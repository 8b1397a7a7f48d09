// ABOUTME: Training-load intelligence: stress scores, load smoothing, normalized power, zones, alerts
// ABOUTME: Pure synchronous calculators with no I/O and no state retained between calls
//
// Licensed under either of Apache License, Version 2.0 or MIT License at your option.
// Copyright ©2025 Async-IO.org

//! # Intelligence Module
//!
//! Data flow: workout history → [`DailyLoad`] → [`TrainingLoadCalculator`] →
//! [`AlertEngine`]. Power streams go through [`NormalizedPowerEstimator`] and
//! optionally into a stress score, independently of the load walk.

/// Algorithm building blocks
pub mod algorithms;
/// Alert rules and input assembly
pub mod alerts;
/// Per-day aggregation of a workout history
pub mod daily_load;
/// Configured facade over all calculators
pub mod engine;
pub(crate) mod numeric;
/// Research-based default constants
pub mod physiological_constants;
/// Chronic/acute load and balance
pub mod training_load;
/// Power zone classification
pub mod zones;

pub use algorithms::{
    calculate_stress_score, normalized_power, ExponentialLoad, NormalizedPowerEstimator,
    SessionPower, StressScore, StressScoreSource,
};
pub use alerts::{AlertEngine, AlertInputs};
pub use daily_load::DailyLoad;
pub use engine::TrainingLoadEngine;
pub use training_load::{TrainingLoadCalculator, TrainingStatus};
pub use zones::{ZoneClassifier, ZoneDistribution, ZoneShare};
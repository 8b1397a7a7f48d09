// ABOUTME: Criterion benchmarks for training-load calculations and alert evaluation
// ABOUTME: Measures load walks over long histories, normalized power and zone distribution
//
// SPDX-License-Identifier: MIT OR Apache-2.0
// Copyright (c) 2025 Pierre Fitness Intelligence

//! Criterion benchmarks for the training-load engine.
//!
//! The load walk is linear in calendar days, so histories are sized in days
//! rather than in sessions.

#![allow(clippy::missing_docs_in_private_items, missing_docs)]

mod common;

use chrono::Duration;
use common::fixtures::{end_date, generate_history, generate_power_stream, HistorySize};
use criterion::{black_box, criterion_group, criterion_main, BenchmarkId, Criterion, Throughput};
use trainload::intelligence::{
    normalized_power, AlertInputs, TrainingLoadCalculator, TrainingLoadEngine, ZoneClassifier,
};

/// Benchmark the day-by-day load walk for growing histories
fn bench_load_state(c: &mut Criterion) {
    let mut group = c.benchmark_group("load_state");
    let calculator = TrainingLoadCalculator::new();

    for size in [HistorySize::Block, HistorySize::Season, HistorySize::Career] {
        let history = generate_history(size);
        group.throughput(Throughput::Elements(size.days() as u64));
        group.bench_with_input(
            BenchmarkId::new("load_state", size.days()),
            &history,
            |b, history| {
                b.iter(|| calculator.load_state(black_box(history), black_box(end_date())));
            },
        );
    }

    group.finish();
}

/// Benchmark a 90-day series against repeated point queries
fn bench_load_series(c: &mut Criterion) {
    let mut group = c.benchmark_group("load_series");
    let calculator = TrainingLoadCalculator::new();
    let history = generate_history(HistorySize::Season);
    let to = end_date();
    let from = to - Duration::days(89);

    group.bench_function("series_90_days", |b| {
        b.iter(|| calculator.load_series(black_box(&history), from, to));
    });

    group.bench_function("point_queries_90_days", |b| {
        b.iter(|| {
            (0..90)
                .map(|offset| calculator.load_state(&history, from + Duration::days(offset)))
                .collect::<Vec<_>>()
        });
    });

    group.finish();
}

/// Benchmark normalized power over common ride lengths
fn bench_normalized_power(c: &mut Criterion) {
    let mut group = c.benchmark_group("normalized_power");

    for seconds in [600, 3600, 5 * 3600] {
        let stream = generate_power_stream(seconds);
        group.throughput(Throughput::Elements(seconds as u64));
        group.bench_with_input(
            BenchmarkId::new("rolling_window", seconds),
            &stream,
            |b, stream| {
                b.iter(|| normalized_power(black_box(stream), 1.0));
            },
        );
    }

    group.finish();
}

/// Benchmark time-in-zone counting
fn bench_zone_distribution(c: &mut Criterion) {
    let mut group = c.benchmark_group("zone_distribution");
    let classifier = ZoneClassifier::default();

    for seconds in [3600, 5 * 3600] {
        let stream = generate_power_stream(seconds);
        group.throughput(Throughput::Elements(seconds as u64));
        group.bench_with_input(
            BenchmarkId::new("distribution", seconds),
            &stream,
            |b, stream| {
                b.iter(|| classifier.distribution(black_box(stream), Some(250.0)));
            },
        );
    }

    group.finish();
}

/// Benchmark deriving alert aggregates and evaluating every rule
fn bench_alert_pipeline(c: &mut Criterion) {
    let mut group = c.benchmark_group("alert_pipeline");
    group.sample_size(50);

    let engine = TrainingLoadEngine::default();
    let history = generate_history(HistorySize::Season);

    group.bench_function("from_history", |b| {
        b.iter(|| AlertInputs::from_history(black_box(&history), end_date(), engine.loads()));
    });

    group.bench_function("alerts_for_history", |b| {
        b.iter(|| engine.alerts_for_history(black_box(&history), end_date()));
    });

    group.finish();
}

criterion_group!(
    benches,
    bench_load_state,
    bench_load_series,
    bench_normalized_power,
    bench_zone_distribution,
    bench_alert_pipeline,
);

criterion_main!(benches);
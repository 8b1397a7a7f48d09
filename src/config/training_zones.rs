// ABOUTME: Power zone table configuration: ordered, gap-free bands of threshold-power percentages
// ABOUTME: Provides the classic seven-zone default table and validation of custom tables
//
// Licensed under either of Apache License, Version 2.0 or MIT License at your option.
// Copyright ©2025 Async-IO.org

use super::error::ConfigError;
use crate::intelligence::physiological_constants::power_zones::{
    ANAEROBIC_UPPER_PERCENT, ENDURANCE_UPPER_PERCENT, RECOVERY_UPPER_PERCENT, TEMPO_UPPER_PERCENT,
    THRESHOLD_UPPER_PERCENT, VO2MAX_UPPER_PERCENT,
};
use serde::{Deserialize, Serialize};

/// One zone: `[min_percent, max_percent)` of threshold power
#[derive(Debug, Clone, PartialEq, Serialize, Deserialize)]
pub struct ZoneBand {
    /// Display label
    pub label: String,
    /// Inclusive lower bound, percent of threshold power
    pub min_percent: f64,
    /// Exclusive upper bound; `None` for the open top band
    #[serde(default, skip_serializing_if = "Option::is_none")]
    pub max_percent: Option<f64>,
}

impl ZoneBand {
    /// Create a band
    pub fn new(label: impl Into<String>, min_percent: f64, max_percent: Option<f64>) -> Self {
        Self {
            label: label.into(),
            min_percent,
            max_percent,
        }
    }

    /// Whether `percent` falls inside this band
    #[must_use]
    pub fn contains(&self, percent: f64) -> bool {
        percent >= self.min_percent && !matches!(self.max_percent, Some(max) if percent >= max)
    }
}

/// Ordered zone table covering `[0, inf)` with no gaps or overlaps
#[derive(Debug, Clone, PartialEq, Serialize, Deserialize)]
pub struct ZoneTable {
    bands: Vec<ZoneBand>,
}

impl Default for ZoneTable {
    fn default() -> Self {
        Self {
            bands: vec![
                ZoneBand::new("recovery", 0.0, Some(RECOVERY_UPPER_PERCENT)),
                ZoneBand::new(
                    "endurance",
                    RECOVERY_UPPER_PERCENT,
                    Some(ENDURANCE_UPPER_PERCENT),
                ),
                ZoneBand::new("tempo", ENDURANCE_UPPER_PERCENT, Some(TEMPO_UPPER_PERCENT)),
                ZoneBand::new(
                    "threshold",
                    TEMPO_UPPER_PERCENT,
                    Some(THRESHOLD_UPPER_PERCENT),
                ),
                ZoneBand::new(
                    "vo2max",
                    THRESHOLD_UPPER_PERCENT,
                    Some(VO2MAX_UPPER_PERCENT),
                ),
                ZoneBand::new(
                    "anaerobic",
                    VO2MAX_UPPER_PERCENT,
                    Some(ANAEROBIC_UPPER_PERCENT),
                ),
                ZoneBand::new("neuromuscular", ANAEROBIC_UPPER_PERCENT, None),
            ],
        }
    }
}

impl ZoneTable {
    /// Build a table from bands in ascending order
    ///
    /// # Errors
    ///
    /// Returns `ConfigError::InvalidZoneTable` if the bands do not tile `[0, inf)`
    pub fn new(bands: Vec<ZoneBand>) -> Result<Self, ConfigError> {
        let table = Self { bands };
        table.validate()?;
        Ok(table)
    }

    /// Bands in ascending order
    #[must_use]
    pub fn bands(&self) -> &[ZoneBand] {
        &self.bands
    }

    /// Index of the first band containing `percent`
    #[must_use]
    pub fn position(&self, percent: f64) -> Option<usize> {
        self.bands.iter().position(|band| band.contains(percent))
    }

    /// First band containing `percent`
    #[must_use]
    pub fn band_for(&self, percent: f64) -> Option<&ZoneBand> {
        self.position(percent).map(|index| &self.bands[index])
    }

    /// Validate that bands start at 0, are contiguous, and end unbounded
    ///
    /// # Errors
    ///
    /// Returns `ConfigError::InvalidZoneTable` describing the first violation
    pub fn validate(&self) -> Result<(), ConfigError> {
        let Some(first) = self.bands.first() else {
            return Err(ConfigError::InvalidZoneTable("table has no bands".into()));
        };
        if first.min_percent.abs() > f64::EPSILON {
            return Err(ConfigError::InvalidZoneTable(format!(
                "first band '{}' must start at 0%",
                first.label
            )));
        }

        let last_index = self.bands.len() - 1;
        for (index, band) in self.bands.iter().enumerate() {
            if !band.min_percent.is_finite() {
                return Err(ConfigError::InvalidZoneTable(format!(
                    "band '{}' has a non-finite lower bound",
                    band.label
                )));
            }
            match band.max_percent {
                Some(max) if index == last_index => {
                    return Err(ConfigError::InvalidZoneTable(format!(
                        "top band '{}' must be unbounded, found upper bound {max}%",
                        band.label
                    )));
                }
                Some(max) => {
                    if !max.is_finite() || max <= band.min_percent {
                        return Err(ConfigError::InvalidZoneTable(format!(
                            "band '{}' upper bound {max}% must exceed its lower bound {}%",
                            band.label, band.min_percent
                        )));
                    }
                    let next = &self.bands[index + 1];
                    if (next.min_percent - max).abs() > f64::EPSILON {
                        return Err(ConfigError::InvalidZoneTable(format!(
                            "band '{}' must start at {max}% where '{}' ends, found {}%",
                            next.label, band.label, next.min_percent
                        )));
                    }
                }
                None if index != last_index => {
                    return Err(ConfigError::InvalidZoneTable(format!(
                        "only the top band may be unbounded, found '{}'",
                        band.label
                    )));
                }
                None => {}
            }
        }
        Ok(())
    }
}
// ABOUTME: Benchmark fixtures generating deterministic workout histories and power streams
// ABOUTME: Provides reproducible inputs for load, normalized power and zone benchmarks
//
// SPDX-License-Identifier: MIT OR Apache-2.0
// Copyright (c) 2025 Pierre Fitness Intelligence

//! Benchmark fixtures for generating realistic training data.
//!
//! Histories run backwards from a fixed end date so results are reproducible.

use chrono::{Duration, NaiveDate};
use trainload::models::WorkoutSample;

/// Predefined history lengths for benchmark scenarios
#[derive(Debug, Clone, Copy)]
pub enum HistorySize {
    /// One training block (6 weeks)
    Block,
    /// One season (1 year)
    Season,
    /// A long-term athlete (5 years)
    Career,
}

impl HistorySize {
    #[must_use]
    pub const fn days(self) -> usize {
        match self {
            Self::Block => 42,
            Self::Season => 365,
            Self::Career => 5 * 365,
        }
    }
}

/// Last day of every generated history
#[must_use]
pub fn end_date() -> NaiveDate {
    NaiveDate::from_ymd_opt(2026, 2, 16).unwrap_or_default()
}

/// Generate a history with one rest day in seven and occasional doubles
#[allow(clippy::cast_possible_wrap, clippy::cast_precision_loss)]
#[must_use]
pub fn generate_history(size: HistorySize) -> Vec<WorkoutSample> {
    let end = end_date();
    let mut history = Vec::with_capacity(size.days() + size.days() / 5);
    for offset in 0..size.days() {
        if offset % 7 == 3 {
            continue;
        }
        let date = end - Duration::days(offset as i64);
        let score = 30.0 + ((offset * 37) % 90) as f64;
        history.push(
            WorkoutSample::new(date, 3600)
                .with_average_power(180.0 + ((offset * 13) % 80) as f64)
                .with_stress_score(score)
                .with_perceived_effort((3 + (offset * 5) % 7) as u8),
        );
        if offset % 5 == 0 {
            history.push(WorkoutSample::new(date, 1800).with_stress_score(25.0));
        }
    }
    history
}

/// Generate a 1 Hz power stream with interval blocks over an endurance base
#[allow(clippy::cast_precision_loss)]
#[must_use]
pub fn generate_power_stream(seconds: usize) -> Vec<f64> {
    (0..seconds)
        .map(|second| {
            let base = if (second / 240) % 2 == 0 { 180.0 } else { 310.0 };
            base + ((second * 31) % 40) as f64
        })
        .collect()
}
// ABOUTME: Configuration module for the training-load engine
// ABOUTME: Engine settings, alert thresholds, zone tables and their validation errors
//
// Licensed under either of Apache License, Version 2.0 or MIT License at your option.
// Copyright ©2025 Async-IO.org

//! Engine configuration
//!
//! Every section has research-based defaults. Alert thresholds and the
//! normalized power window can be overridden with `TRAINLOAD_*` environment
//! variables; unparsable values fall back to the default.

/// Engine, load model, alert and normalized power settings
pub mod engine;
/// Configuration validation errors
pub mod error;
/// Power zone tables
pub mod training_zones;

pub use engine::{AlertThresholds, EngineConfig, LoadModelConfig, NormalizedPowerConfig};
pub use error::ConfigError;
pub use training_zones::{ZoneBand, ZoneTable};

● What the task requires
The required output is each line of the entries that contains the word "WorkoutSample".

● Exercise result
use trainload::models::WorkoutSample;
pub fn generate_history(size: HistorySize) -> Vec<WorkoutSample> {
            WorkoutSample::new(date, 3600)
            history.push(WorkoutSample::new(date, 1800).with_stress_score(25.0));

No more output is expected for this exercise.